■ **WORK ORDER**:
What lines in the records below hold the string "CommissionInstallment"? Please show them.
□ □ □ □ □ □ □
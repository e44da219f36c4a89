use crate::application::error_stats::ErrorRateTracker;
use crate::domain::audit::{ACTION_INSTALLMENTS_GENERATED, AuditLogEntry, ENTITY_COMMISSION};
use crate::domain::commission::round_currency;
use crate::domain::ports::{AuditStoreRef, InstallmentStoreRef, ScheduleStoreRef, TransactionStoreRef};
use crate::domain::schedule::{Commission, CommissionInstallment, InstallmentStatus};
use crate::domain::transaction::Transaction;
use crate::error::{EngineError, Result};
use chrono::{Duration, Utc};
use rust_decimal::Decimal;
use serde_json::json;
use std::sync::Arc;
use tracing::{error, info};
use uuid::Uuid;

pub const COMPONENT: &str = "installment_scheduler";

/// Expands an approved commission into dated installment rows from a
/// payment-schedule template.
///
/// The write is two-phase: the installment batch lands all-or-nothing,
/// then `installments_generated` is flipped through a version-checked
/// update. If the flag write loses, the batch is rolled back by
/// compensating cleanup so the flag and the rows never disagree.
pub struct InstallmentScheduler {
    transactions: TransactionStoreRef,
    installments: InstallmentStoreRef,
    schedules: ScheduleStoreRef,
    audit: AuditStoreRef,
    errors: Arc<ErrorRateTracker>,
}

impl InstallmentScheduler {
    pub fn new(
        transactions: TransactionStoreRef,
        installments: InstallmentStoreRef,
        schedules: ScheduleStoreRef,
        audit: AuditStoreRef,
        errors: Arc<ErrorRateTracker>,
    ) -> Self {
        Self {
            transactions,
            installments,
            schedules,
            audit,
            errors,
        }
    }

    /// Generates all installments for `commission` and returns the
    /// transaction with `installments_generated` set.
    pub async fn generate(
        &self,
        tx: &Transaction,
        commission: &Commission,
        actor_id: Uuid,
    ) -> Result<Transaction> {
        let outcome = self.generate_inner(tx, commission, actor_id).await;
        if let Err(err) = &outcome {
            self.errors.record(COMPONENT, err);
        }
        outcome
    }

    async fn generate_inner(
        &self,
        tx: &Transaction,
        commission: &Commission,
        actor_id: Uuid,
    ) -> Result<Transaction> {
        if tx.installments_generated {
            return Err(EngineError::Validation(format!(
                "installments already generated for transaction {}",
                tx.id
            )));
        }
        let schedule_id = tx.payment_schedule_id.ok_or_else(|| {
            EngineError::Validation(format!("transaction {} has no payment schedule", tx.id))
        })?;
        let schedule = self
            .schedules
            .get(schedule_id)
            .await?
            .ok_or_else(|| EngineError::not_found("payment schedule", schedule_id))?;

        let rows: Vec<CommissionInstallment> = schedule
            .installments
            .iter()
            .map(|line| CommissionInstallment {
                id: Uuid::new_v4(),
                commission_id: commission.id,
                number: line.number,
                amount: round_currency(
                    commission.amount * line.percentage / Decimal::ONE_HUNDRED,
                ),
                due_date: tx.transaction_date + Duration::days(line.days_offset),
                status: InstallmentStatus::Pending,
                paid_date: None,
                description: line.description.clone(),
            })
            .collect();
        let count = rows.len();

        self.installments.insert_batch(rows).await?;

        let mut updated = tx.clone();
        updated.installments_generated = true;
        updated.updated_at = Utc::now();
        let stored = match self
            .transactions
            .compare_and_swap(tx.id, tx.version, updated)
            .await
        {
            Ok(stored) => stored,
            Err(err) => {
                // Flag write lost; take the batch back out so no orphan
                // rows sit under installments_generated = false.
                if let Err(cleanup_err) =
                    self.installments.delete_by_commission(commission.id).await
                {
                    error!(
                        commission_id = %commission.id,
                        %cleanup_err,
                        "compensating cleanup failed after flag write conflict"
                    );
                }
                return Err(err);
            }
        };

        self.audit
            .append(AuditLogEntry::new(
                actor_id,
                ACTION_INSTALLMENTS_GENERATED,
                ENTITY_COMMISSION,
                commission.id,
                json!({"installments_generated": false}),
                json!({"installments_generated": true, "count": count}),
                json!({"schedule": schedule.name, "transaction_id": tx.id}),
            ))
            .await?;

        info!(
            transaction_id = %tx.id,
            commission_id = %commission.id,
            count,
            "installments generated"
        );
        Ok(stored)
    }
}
□ □ □ □ □ □ □
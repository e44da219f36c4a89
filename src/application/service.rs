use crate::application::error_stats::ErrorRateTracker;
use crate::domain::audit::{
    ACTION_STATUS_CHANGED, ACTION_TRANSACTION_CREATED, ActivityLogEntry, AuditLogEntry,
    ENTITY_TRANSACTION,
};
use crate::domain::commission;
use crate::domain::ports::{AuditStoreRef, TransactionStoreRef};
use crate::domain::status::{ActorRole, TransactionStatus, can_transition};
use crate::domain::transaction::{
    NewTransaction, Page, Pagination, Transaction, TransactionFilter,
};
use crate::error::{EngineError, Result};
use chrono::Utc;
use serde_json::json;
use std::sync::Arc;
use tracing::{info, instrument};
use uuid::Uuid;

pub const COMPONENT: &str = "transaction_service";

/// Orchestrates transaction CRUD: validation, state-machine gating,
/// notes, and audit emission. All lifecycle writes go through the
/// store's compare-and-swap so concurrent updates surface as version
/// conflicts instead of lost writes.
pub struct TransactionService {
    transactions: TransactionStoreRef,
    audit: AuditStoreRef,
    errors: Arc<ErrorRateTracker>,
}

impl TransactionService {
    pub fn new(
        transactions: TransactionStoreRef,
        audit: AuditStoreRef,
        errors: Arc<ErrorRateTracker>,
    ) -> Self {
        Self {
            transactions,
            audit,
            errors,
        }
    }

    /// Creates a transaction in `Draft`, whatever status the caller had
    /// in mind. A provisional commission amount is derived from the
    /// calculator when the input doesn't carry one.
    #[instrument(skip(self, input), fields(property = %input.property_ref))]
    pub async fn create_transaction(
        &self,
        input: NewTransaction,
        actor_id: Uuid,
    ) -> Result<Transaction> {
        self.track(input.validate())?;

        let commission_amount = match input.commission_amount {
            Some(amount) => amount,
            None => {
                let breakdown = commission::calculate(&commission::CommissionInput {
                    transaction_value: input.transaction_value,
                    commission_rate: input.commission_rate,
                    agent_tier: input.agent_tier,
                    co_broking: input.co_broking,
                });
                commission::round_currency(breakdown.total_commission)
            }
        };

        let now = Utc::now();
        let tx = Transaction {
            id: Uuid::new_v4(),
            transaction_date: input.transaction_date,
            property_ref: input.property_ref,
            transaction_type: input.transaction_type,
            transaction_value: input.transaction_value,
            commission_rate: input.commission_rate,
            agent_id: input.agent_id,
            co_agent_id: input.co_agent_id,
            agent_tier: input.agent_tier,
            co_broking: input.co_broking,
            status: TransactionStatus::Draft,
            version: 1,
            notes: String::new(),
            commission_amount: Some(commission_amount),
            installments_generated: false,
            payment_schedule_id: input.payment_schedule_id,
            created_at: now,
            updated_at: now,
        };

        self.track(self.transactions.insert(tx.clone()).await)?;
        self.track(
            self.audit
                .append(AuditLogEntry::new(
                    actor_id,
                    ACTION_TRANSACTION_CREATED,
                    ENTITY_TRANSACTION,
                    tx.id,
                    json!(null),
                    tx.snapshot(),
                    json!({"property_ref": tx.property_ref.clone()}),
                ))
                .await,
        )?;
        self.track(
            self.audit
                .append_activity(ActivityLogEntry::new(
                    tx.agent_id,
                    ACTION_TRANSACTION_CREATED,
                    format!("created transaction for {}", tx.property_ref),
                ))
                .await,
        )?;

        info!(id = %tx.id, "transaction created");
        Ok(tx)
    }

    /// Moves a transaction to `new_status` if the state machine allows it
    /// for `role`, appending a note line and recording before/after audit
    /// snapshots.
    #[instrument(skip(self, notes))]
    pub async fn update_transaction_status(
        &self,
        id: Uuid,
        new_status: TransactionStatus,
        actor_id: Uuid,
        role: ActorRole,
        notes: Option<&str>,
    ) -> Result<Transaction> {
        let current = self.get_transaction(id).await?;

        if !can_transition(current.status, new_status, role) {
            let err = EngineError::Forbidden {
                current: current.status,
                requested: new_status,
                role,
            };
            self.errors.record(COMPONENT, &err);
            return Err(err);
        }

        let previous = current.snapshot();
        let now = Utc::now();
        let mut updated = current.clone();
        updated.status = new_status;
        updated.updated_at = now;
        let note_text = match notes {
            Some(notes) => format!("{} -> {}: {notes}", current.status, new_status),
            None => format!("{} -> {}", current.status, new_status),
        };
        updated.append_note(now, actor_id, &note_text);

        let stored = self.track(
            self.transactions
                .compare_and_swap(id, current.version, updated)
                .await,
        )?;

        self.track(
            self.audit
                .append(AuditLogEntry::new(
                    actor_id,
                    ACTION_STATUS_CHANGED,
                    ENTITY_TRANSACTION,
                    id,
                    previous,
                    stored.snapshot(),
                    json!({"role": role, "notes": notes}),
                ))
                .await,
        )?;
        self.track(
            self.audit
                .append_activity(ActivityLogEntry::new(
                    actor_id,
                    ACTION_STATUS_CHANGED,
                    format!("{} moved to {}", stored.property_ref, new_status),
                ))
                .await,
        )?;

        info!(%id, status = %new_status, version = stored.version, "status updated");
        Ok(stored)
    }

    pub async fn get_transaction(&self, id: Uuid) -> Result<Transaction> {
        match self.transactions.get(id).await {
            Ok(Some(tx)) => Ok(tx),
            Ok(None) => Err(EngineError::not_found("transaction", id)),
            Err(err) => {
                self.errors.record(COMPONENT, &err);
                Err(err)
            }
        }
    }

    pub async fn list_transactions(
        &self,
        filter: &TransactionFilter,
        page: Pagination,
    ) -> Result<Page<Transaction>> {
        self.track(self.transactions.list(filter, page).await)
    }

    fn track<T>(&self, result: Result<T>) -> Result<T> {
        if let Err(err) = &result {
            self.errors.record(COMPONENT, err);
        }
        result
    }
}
□ □ □ □ □ □ □
■ **RESPONSE**:
use crate::domain::schedule::{Commission, CommissionInstallment, InstallmentStatus};
        let rows: Vec<CommissionInstallment> = schedule
            .map(|line| CommissionInstallment {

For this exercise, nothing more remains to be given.